(Saved data entries)
**********

use crate::registers;
use std::fmt;

/// Error type shared by every evaluation path of the semantics core
pub struct Error {
    pub kind: ErrorKind,
    pub ctx: Option<registers::Regs>,
    pub msg: String,
}

#[derive(Debug, Clone, Copy, PartialEq, Eq)]
pub enum ErrorKind {
    /// #DE raised because the divisor was zero
    DivideByZero,
    /// #DE raised because the quotient does not fit the destination width
    DivideOverflow,
    /// an instruction consumed a flag whose value is architecturally undefined
    UndefinedFlag,
    /// operand count/kind mismatch or a write through a read-only operand
    Operand,
    /// access to unmapped memory
    Memory,
    /// no selection-table entry for the requested key
    Lookup,
    /// catch-all for other errors
    General,
}

impl Error {
    pub fn new(kind: ErrorKind, ctx: Option<registers::Regs>, message: &str) -> Error {
        Error {
            kind,
            ctx,
            msg: String::from(message),
        }
    }
    /// True for errors the hardware would raise as an exception
    pub fn is_fault(&self) -> bool { matches!(self.kind, ErrorKind::DivideByZero | ErrorKind::DivideOverflow) }
}

impl fmt::Debug for Error {
    fn fmt(&self, f: &mut fmt::Formatter) -> fmt::Result {
        write!(f, "{}({:?}): {}", red!("x86sem::Error"), self.kind, self.msg)
    }
}
impl fmt::Display for Error {
    fn fmt(&self, f: &mut fmt::Formatter) -> fmt::Result {
        let mut res = write!(f, "{}", self.msg);
        if res.is_ok() {
            if let Some(ctx) = self.ctx.as_ref() {
                res = write!(f, "\nContext: {} -> ({})", ctx, ctx.flags);
            }
        }
        res
    }
}
impl std::error::Error for Error {}
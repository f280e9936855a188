//! The sequential analysis loop.
//!
//! One frame is read, processed and handed to a sink before the next frame is
//! read. The loop owns no threads; cancellation is observed between frames
//! through an `AtomicBool` that a signal handler (or a test) may set.

use std::path::{Path, PathBuf};
use std::sync::atomic::{AtomicBool, Ordering};

use anyhow::{Context, Result};
use image::RgbImage;

use crate::config::validate_confidence;
use crate::ingest::FrameSource;
use crate::processor::FrameProcessor;
use crate::session::Session;

/// What the loop should do after a frame has been shown.
#[derive(Clone, Copy, Debug, PartialEq, Eq)]
pub enum SinkControl {
    Continue,
    Stop,
}

/// Receives annotated frames in stream order.
pub trait FrameSink {
    fn show(&mut self, frame_index: u64, image: &RgbImage) -> Result<SinkControl>;

    /// Release display or file resources. Called exactly once per run.
    fn close(&mut self) -> Result<()> {
        Ok(())
    }
}

/// Discards every frame.
#[derive(Debug, Default)]
pub struct NullSink;

impl FrameSink for NullSink {
    fn show(&mut self, _frame_index: u64, _image: &RgbImage) -> Result<SinkControl> {
        Ok(SinkControl::Continue)
    }
}

/// Writes every `stride`-th annotated frame as `frame_NNNNNN.png`.
pub struct PngSink {
    dir: PathBuf,
    stride: u64,
    written: u64,
}

impl PngSink {
    pub fn new(dir: &Path, stride: u64) -> Result<Self> {
        std::fs::create_dir_all(dir)
            .with_context(|| format!("failed to create frame directory {}", dir.display()))?;
        Ok(Self {
            dir: dir.to_path_buf(),
            stride: stride.max(1),
            written: 0,
        })
    }

    pub fn written(&self) -> u64 {
        self.written
    }

    fn frame_path(&self, frame_index: u64) -> PathBuf {
        self.dir.join(format!("frame_{:06}.png", frame_index))
    }
}

impl FrameSink for PngSink {
    fn show(&mut self, frame_index: u64, image: &RgbImage) -> Result<SinkControl> {
        if frame_index % self.stride == 0 {
            let path = self.frame_path(frame_index);
            image
                .save(&path)
                .with_context(|| format!("failed to write frame {}", path.display()))?;
            self.written += 1;
        }
        Ok(SinkControl::Continue)
    }

    fn close(&mut self) -> Result<()> {
        log::info!(
            "wrote {} annotated frames to {}",
            self.written,
            self.dir.display()
        );
        Ok(())
    }
}

/// Summary of one analysis run.
#[derive(Clone, Copy, Debug, PartialEq, Eq)]
pub struct AnalysisOutcome {
    pub frames: u64,
    pub detections: usize,
    /// Stopped by the sink or the cancel flag before end of stream.
    pub aborted: bool,
}

struct SinkGuard<'a> {
    sink: &'a mut dyn FrameSink,
    closed: bool,
}

impl SinkGuard<'_> {
    fn close(&mut self) -> Result<()> {
        self.closed = true;
        self.sink.close()
    }
}

impl Drop for SinkGuard<'_> {
    fn drop(&mut self) {
        if !self.closed {
            if let Err(err) = self.sink.close() {
                log::warn!("failed to close frame sink: {:#}", err);
            }
        }
    }
}

/// Analyse `source` from its current position to end of stream.
///
/// The session is reset only after the threshold has been validated, so a
/// rejected run leaves earlier results in place. Detections recorded before
/// an error remain in the session.
pub fn run(
    source: &mut dyn FrameSource,
    processor: &mut FrameProcessor,
    session: &mut Session,
    sink: &mut dyn FrameSink,
    threshold: f32,
    cancel: &AtomicBool,
    frame_limit: Option<u64>,
) -> Result<AnalysisOutcome> {
    validate_confidence(threshold)?;

    session.begin();
    let mut guard = SinkGuard {
        sink,
        closed: false,
    };
    let result = drive(source, processor, session, &mut guard, threshold, cancel, frame_limit);
    let closed = guard.close();

    match result {
        Ok(outcome) => {
            session.finish(outcome.aborted);
            closed?;
            log::info!(
                "analysis of {} {}: {} frames, {} detections",
                source.describe(),
                if outcome.aborted { "aborted" } else { "complete" },
                outcome.frames,
                outcome.detections
            );
            Ok(outcome)
        }
        Err(err) => {
            session.finish(true);
            if let Err(close_err) = closed {
                log::warn!("failed to close frame sink: {:#}", close_err);
            }
            Err(err)
        }
    }
}

fn drive(
    source: &mut dyn FrameSource,
    processor: &mut FrameProcessor,
    session: &mut Session,
    guard: &mut SinkGuard<'_>,
    threshold: f32,
    cancel: &AtomicBool,
    frame_limit: Option<u64>,
) -> Result<AnalysisOutcome> {
    source
        .connect()
        .with_context(|| format!("failed to open {}", source.describe()))?;
    log::info!(
        "analysing {} with backend '{}' at confidence {:.2}",
        source.describe(),
        processor.backend_name(),
        threshold
    );

    let mut frames = 0u64;
    let mut aborted = false;
    loop {
        if cancel.load(Ordering::SeqCst) {
            log::info!("analysis cancelled after {} frames", frames);
            aborted = true;
            break;
        }
        if frame_limit.is_some_and(|limit| frames >= limit) {
            break;
        }
        let Some(frame) = source.next_frame()? else {
            break;
        };
        let annotated = processor.process(session, &frame, threshold)?;
        frames += 1;
        if guard.sink.show(frame.index, &annotated)? == SinkControl::Stop {
            log::info!("analysis stopped at frame {}", frame.index);
            aborted = true;
            break;
        }
    }

    Ok(AnalysisOutcome {
        frames,
        detections: session.aggregator().total(),
        aborted,
    })
}
use std::collections::BTreeMap;

use anyhow::{anyhow, Context, Result};

use crate::config::ModelSettings;

use super::backend::{DetectionCapability, DetectorBackend};
use super::backends::{CpuBackend, StubBackend};

/// Constructor for a backend from model settings.
pub type BackendFactory = fn(&ModelSettings) -> Result<Box<dyn DetectorBackend>>;

/// Registry of detector backends, keyed by name.
///
/// Backends are constructed on demand so that a failed model load never
/// leaves a half-initialised backend behind.
pub struct BackendRegistry {
    factories: BTreeMap<String, BackendFactory>,
    default_name: Option<String>,
}

impl BackendRegistry {
    pub fn new() -> Self {
        Self {
            factories: BTreeMap::new(),
            default_name: None,
        }
    }

    /// Registry with every backend compiled into this build.
    pub fn with_builtin() -> Self {
        let mut registry = Self::new();
        registry.register("cpu", |_| Ok(Box::new(CpuBackend::new())));
        registry.register("stub", |_| Ok(Box::new(StubBackend::new())));
        #[cfg(feature = "backend-tract")]
        registry.register("tract", |settings| {
            let backend = super::backends::TractBackend::new(&settings.model_path, settings.input_size)?
                .with_iou_threshold(settings.iou_threshold);
            Ok(Box::new(backend))
        });
        registry
    }

    /// Register a backend. The first registered backend becomes the default.
    pub fn register(&mut self, name: &str, factory: BackendFactory) {
        if self.default_name.is_none() {
            self.default_name = Some(name.to_string());
        }
        self.factories.insert(name.to_string(), factory);
    }

    /// Set default backend by name.
    pub fn set_default(&mut self, name: &str) -> Result<()> {
        if !self.factories.contains_key(name) {
            return Err(anyhow!("backend '{}' not registered", name));
        }
        self.default_name = Some(name.to_string());
        Ok(())
    }

    pub fn default_name(&self) -> Option<&str> {
        self.default_name.as_deref()
    }

    /// List registered backends.
    pub fn list(&self) -> Vec<String> {
        self.factories.keys().cloned().collect()
    }

    /// Construct the backend named in `settings`, or the default when empty.
    pub fn load(&self, settings: &ModelSettings) -> Result<Box<dyn DetectorBackend>> {
        let name = if settings.backend.trim().is_empty() {
            self.default_name
                .as_deref()
                .ok_or_else(|| anyhow!("no detector backends registered"))?
        } else {
            settings.backend.trim()
        };
        let factory = self.factories.get(name).ok_or_else(|| {
            anyhow!(
                "backend '{}' not available in this build (available: {})",
                name,
                self.list().join(", ")
            )
        })?;
        let mut backend = factory(settings).with_context(|| {
            format!(
                "failed to load model {} with backend '{}'",
                settings.model_path.display(),
                name
            )
        })?;
        backend
            .warm_up()
            .with_context(|| format!("backend '{}' failed to warm up", name))?;
        if !backend.supports(DetectionCapability::ObjectDetection) {
            return Err(anyhow!("backend '{}' cannot detect objects", name));
        }
        log::info!(
            "loaded detector backend '{}' (segmentation={})",
            backend.name(),
            backend.supports(DetectionCapability::Segmentation)
        );
        Ok(backend)
    }
}

impl Default for BackendRegistry {
    fn default() -> Self {
        Self::new()
    }
}

/// Load the backend named by `settings` from the built-in registry.
pub fn load_backend(settings: &ModelSettings) -> Result<Box<dyn DetectorBackend>> {
    BackendRegistry::with_builtin().load(settings)
}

**********

Exercise brief ▸ Exact reproduction is required: output the lines from the start of the entries above through the line with "the destination width".

Final answer ▸
use crate::registers;
use std::fmt;

/// Error type shared by every evaluation path of the semantics core
pub struct Error {
    pub kind: ErrorKind,
    pub ctx: Option<registers::Regs>,
    pub msg: String,
}

#[derive(Debug, Clone, Copy, PartialEq, Eq)]
pub enum ErrorKind {
    /// #DE raised because the divisor was zero
    DivideByZero,
    /// #DE raised because the quotient does not fit the destination width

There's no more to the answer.